Es ist wirklich interessant, dass gerade aus Großbritannien, einem Land, in dem der Einsatz von Social Media als Recruiting-, Employer Branding- und Personalmarketing-Werkzeug stärker fortgeschritten ist als in deutschen Gefilden, vermehrt kritische Stimmen zu diesen Kanälen laut werden. Vor knapp zwei Wochen habe ich Alistair Cartwright’s Artikel “Darüber, dass Social Medie den Recruitingprozess NICHT verändert hat“, beschrieben und interpretiert. Ende vergangener Woche habe ich den Gastbeitrag von Felix Wetzel, Group Marketing Manager bei der britischen Jobbörse Jobsite, “Social Media is useless for talent acquisition” entdeckt.

Darin merkt Felix an, dass es vielen Unternehmen wichtiger ist, eine freie Stelle schnell zu besetzen (um die Umsätze und Produktion zu sichern) als die Kosten pro Einstellung gering zu halten.

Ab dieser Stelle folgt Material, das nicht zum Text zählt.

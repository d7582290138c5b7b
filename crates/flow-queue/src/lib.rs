//! # 患者排队模块
//!
//! 提供患者排队的完整业务逻辑，包括：
//! - 患者状态机：管理候诊、就诊与终态之间的转换
//! - 优先级分类：根据症状表推断患者优先级
//! - 等待时间估算：结合优先级、科室负载与人员配置
//! - 队列排序：按优先级与到达时间生成确定的候诊顺序
//! - 资源建议：根据当前负载给出人员与设备配置建议
//! - 队列服务：协调以上组件的统一入口

pub mod advisor;
pub mod classifier;
pub mod estimator;
pub mod ordering;
pub mod repository;
pub mod service;
pub mod state_machine;
pub mod stats;

// 重新导出主要类型
pub use advisor::{
    AdvisorConfig, CapacityAlert, CostConfig, CostProjection, DepartmentDistribution,
    ResourceAdvisor, ResourceCategory, ResourceRecommendation, StaffingRecommendation,
    UtilizationReading,
};
pub use classifier::{
    Classification, ClassificationSource, PriorityClassifier, SymptomPriorityTable, TierWeights,
};
pub use estimator::{BaselineWaitMinutes, EstimatorConfig, WaitTimeEstimator};
pub use ordering::{QueueFilter, QueueOrderer};
pub use repository::{InMemoryPatientStore, PatientRepository};
pub use service::{PageLimits, QueueEntry, QueueService, QueueSettings, QueueSnapshot};
pub use state_machine::{PatientStateMachine, TimelineEffect};
pub use stats::QueueStats;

Social Media ist demnach ein Zeitfresser im Recruitingprozess. Dem kann man nicht wiedersprechen. Also wird lieber schnell der “passende”, teure Kandidat eingestellt, der sofort operativ ist. Aber leider wird oftmals auch hier fehlinvestiert: Laut einer Jobsite Studie wurden im Jahre 2006 (ist ja schon ein Weilchen her…) 2,5 Milliarden GBP von Unternehmen aus dem Fenster geworfen, weil der neue Mitarbeiter nicht in die Unternehmenskultur gepasst hat. Zwei Mal umsonst jede Menge Budget verplempert. Bitter.

Felix regt an, Social Media zu nutzen, um herauszufinden, ob der zukünftige Angestellte zur Firma passt. Also ein “Cultural- und Background-Check”, der in beide Richtungen gehen kann (Unternehmen überprüft den Bewerber und umgekehrt). Dass diese Checks im gegenseitigen Einvernehmen und mit genügend klarem Menschenverstand (z.B. auf Bewerberseite nicht einer einzigen schlechten Bewertung eines Arbeitgebers auf einem Portal den kompletten Glauben schenken; da hat sich bestimmt ein Arbeitnehmer seinen Frust vom Leib geschrieben) durchgeführt werden sollten, versteht sich von selbst.

Ich halte es für eine gute Idee, Soziale Netzwerke und weitere Web 2.0 Kommunikationsformen zu nutzen, um sich im Auswahlprozess gegenseitig zu “beschnuppern” und kennen zu lernen. Das ist eine der sinnvollen Einsatzmöglichkeiten dieser Plattformen. Eine weitere besteht darin, Personalmarketing und Bewerberkommunikation zu betreiben. Dies benötigt Zeit.

Jedoch wird dank dieser neuen (und langwierigen) Form der Kandidatenansprache – wenn es gut und professionell gemacht wird – auch das umgesetzt, was Felix am Ende seines Posts fordert: Dass der gesuchte Bewerber im Mittelpunkt eines jeden Personalauswahlprozesses stehen muss. Bingo!

Felix ist ursprünglich Deutscher und ist mir schon seit einigen Jahren als Ansprechpartner für die Jobsite Marketingbelange bekannt. Es ist verständlich, dass er die nach wie vor wichtige Position von Jobbörsen bei der Mitarbeiterbeschaffung unterstreicht. Das kann und möchte ich ihm nicht abstreiten, da ich diese Instrumente für bestimmte Stellenausschreibungen und Rekrutierungsproblematiken weiterhin empfehle und empfehlen werde.